Weiß hier jemand ob man auf der holländischen Seite der Wurm fischen darf? Ich wohne in Übach-Palenberg und da liegt es ja nahe dort mal mein Glück zu versuchen....Den Vispas habe ich aber dort steht nichts über die Wurm drin, oder?
Über den Craneweijer habe ich auch gelesen aber wo bekommt man dafür die Erlaubnis?
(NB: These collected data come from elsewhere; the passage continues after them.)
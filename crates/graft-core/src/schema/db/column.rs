use super::TableId;
use crate::stmt;

use std::fmt;

#[derive(Debug, Clone, PartialEq)]
#[cfg_attr(feature = "serde", derive(serde::Serialize, serde::Deserialize))]
pub struct Column {
    /// Uniquely identifies the column in the schema.
    pub id: ColumnId,

    /// The name of the column in the database.
    pub name: String,

    /// The column's declared value type.
    pub ty: stmt::Type,

    /// Whether or not the column is nullable
    pub nullable: bool,

    /// True if the column is part of the table's primary key
    pub primary_key: bool,

    /// True if the column is an integer whose value is generated by the
    /// database on insertion.
    pub auto_increment: bool,
}

#[derive(PartialEq, Eq, Clone, Copy, Hash)]
#[cfg_attr(feature = "serde", derive(serde::Serialize, serde::Deserialize))]
pub struct ColumnId {
    pub table: TableId,
    pub index: usize,
}

impl From<&Column> for ColumnId {
    fn from(value: &Column) -> Self {
        value.id
    }
}

impl fmt::Debug for ColumnId {
    fn fmt(&self, fmt: &mut fmt::Formatter<'_>) -> fmt::Result {
        write!(fmt, "ColumnId({}/{})", self.table.0, self.index)
    }
}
Wäre für jeden Tip dankbar...

MfG

Daniel


----------



## alex-racer (10. Februar 2009)

*AW: Angeln an der Wurm*

Hi,

über die wurm weiß ich nichts !

für den Craneweijer gibt´s hier tagesscheine.




gruß Alex


----------



## powermike1977 (10. Februar 2009)

*AW: Angeln an der Wurm*

kann dir da auch nicht helfen-aber wenn du mehr weisst, dann sag bescheid. sehe dass die wurm in die rur fliesst-waere doch n traum da ma ne rute reinzuwerfen! versuch mich ma schlau zu machen!
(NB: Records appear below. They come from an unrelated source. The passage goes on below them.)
use crate::stmt::{Type, TypedValue, Value};
use crate::{Error, Result};

use std::collections::HashMap;

/// The set-parameter / read-column pair for one declared type.
///
/// `bind` verifies a value on its way into a statement; `read` verifies a
/// value on its way out of a row. Neither coerces: a mismatch is surfaced as
/// a typed failure naming the offending column or parameter.
#[derive(Debug, Clone, Copy, PartialEq, Eq)]
pub struct Binder {
    ty: Type,
}

impl Binder {
    pub const fn new(ty: Type) -> Self {
        Self { ty }
    }

    pub const fn ty(&self) -> Type {
        self.ty
    }

    /// Verify a value for binding. Null passes; nullability is a schema
    /// concern, not a binder concern.
    pub fn bind(&self, target: &str, value: &Value) -> Result<TypedValue> {
        if value.is_a(self.ty) && !value.is_list() {
            Ok(TypedValue::new(value.clone(), self.ty))
        } else {
            Err(Error::invalid_binding(target, self.ty, value.clone()))
        }
    }

    /// Verify a value read back from a row.
    pub fn read(&self, label: &str, value: &Value, row: Option<usize>) -> Result<Value> {
        if value.is_a(self.ty) && !value.is_list() {
            Ok(value.clone())
        } else {
            Err(Error::column_decode(label, self.ty, value.clone(), row))
        }
    }
}

/// Maps declared types to their binders. Lookup failure is a configuration
/// error raised at statement-build time, never at execution time.
#[derive(Debug, Clone)]
pub struct BinderRegistry {
    binders: HashMap<Type, Binder>,
}

impl BinderRegistry {
    /// A registry with a binder for every declared type.
    pub fn standard() -> Self {
        let mut registry = Self::empty();
        for ty in [Type::Bool, Type::I32, Type::I64, Type::Text] {
            registry.register(Binder::new(ty));
        }
        registry
    }

    pub fn empty() -> Self {
        Self {
            binders: HashMap::new(),
        }
    }

    pub fn register(&mut self, binder: Binder) {
        self.binders.insert(binder.ty(), binder);
    }

    pub fn get(&self, ty: Type) -> Result<&Binder> {
        self.binders.get(&ty).ok_or_else(|| Error::missing_binder(ty))
    }
}

impl Default for BinderRegistry {
    fn default() -> Self {
        Self::standard()
    }
}

#[cfg(test)]
mod tests {
    use super::*;

    #[test]
    fn bind_rejects_mismatched_values() {
        let binder = Binder::new(Type::I64);

        assert!(binder.bind("orders.total", &Value::from(10i64)).is_ok());
        assert!(binder.bind("orders.total", &Value::Null).is_ok());

        let err = binder
            .bind("orders.total", &Value::from("ten"))
            .unwrap_err();
        assert!(err.is_binding());
        assert!(err.to_string().contains("orders.total"));
    }

    #[test]
    fn read_failure_carries_the_row_ordinal() {
        let binder = Binder::new(Type::Text);
        let err = binder
            .read("t0_name", &Value::from(1i64), Some(4))
            .unwrap_err();
        assert!(err.is_decode());
        assert!(err.to_string().contains("row 4"));
    }

    #[test]
    fn missing_binder_is_a_configuration_error() {
        let registry = BinderRegistry::empty();
        let err = registry.get(Type::Bool).unwrap_err();
        assert!(err.is_configuration());
    }
}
hab ne mail an die sportvisserij geschickt-mal sehen was die sagen.


----------



## Daniel1 (10. Februar 2009)

*AW: Angeln an der Wurm*



powermike1977 schrieb:


> kann dir da auch nicht helfen-aber wenn du mehr weisst, dann sag bescheid. sehe dass die wurm in die rur fliesst-waere doch n traum da ma ne rute reinzuwerfen! versuch mich ma schlau zu machen!
> 
> hab ne mail an die sportvisserij geschickt-mal sehen was die sagen.


 
Die Wasserqualität der Wurm ist ja (wieder) sehr gut geworden und nachdem ich letztens beim Spazieren einen schönen stehenden Hecht beobachten konnte will ich es dort unbedingt mal versuchen.....

MfG

Daniel


----------



## Kador (15. Mai 2009)

*AW: Angeln an der Wurm*

Hi,

gibt es inzwischen neue Erkenntnisse über die rechtliche Situation ?

Schöne Grüße

Heiko


----------



## powermike1977 (15. Mai 2009)

*AW: Angeln an der Wurm*

nope-nie wieder was dreuebr gehoert. meine mail war auch efolglos.
mike


----------



## theundertaker (15. Mai 2009)

*AW: Angeln an der Wurm*

Hey Wilhelm, du sollst mal mit Daniel (dc1981) und mir angeln fahren ;-)

Gruß
Thomas


----------



## wilhelm (15. Mai 2009)

*AW: Angeln an der Wurm*

Hallo theundertaker

Gerne!
Wie wäre es mit Vatertag,hab am Brückentag frei.
Treffpunkt und so per PN. wäre nett mit euch.

Gruß Wilhelm


----------



## theundertaker (15. Mai 2009)

*AW: Angeln an der Wurm*

Ui Wilhelm...wahrscheinlich wirds erst nächsten Monat....sorry...komm doch einfach am 31.05. mit zum Spinnen? Schicke dir gleich noch ne PN...


----------



## Wizard2 (16. Mai 2009)

*AW: Angeln an der Wurm*

spinn und köderfischangeln ist erst wieder am 1.6 erlaubt!


----------



## wilhelm (16. Mai 2009)

*AW: Angeln an der Wurm*

Hallo Wizard 2

Deine Aussage ist falsch.
Barsch und Zander dürfen ab dem letzten Samstag im Mai beangelt werden (auch mit Kunstködern) .
Schau in deine Unterlagen, es steht drin.

Gruß Wilhelm


----------



## powermike1977 (19. Mai 2009)

*AW: Angeln an der Wurm*



wilhelm schrieb:


> Hallo Wizard 2
> 
> Deine Aussage ist falsch.
> Barsch und Zander dürfen ab dem letzten Samstag im Mai beangelt werden (auch mit Kunstködern) .
> ...



yo-dat klopt!


----------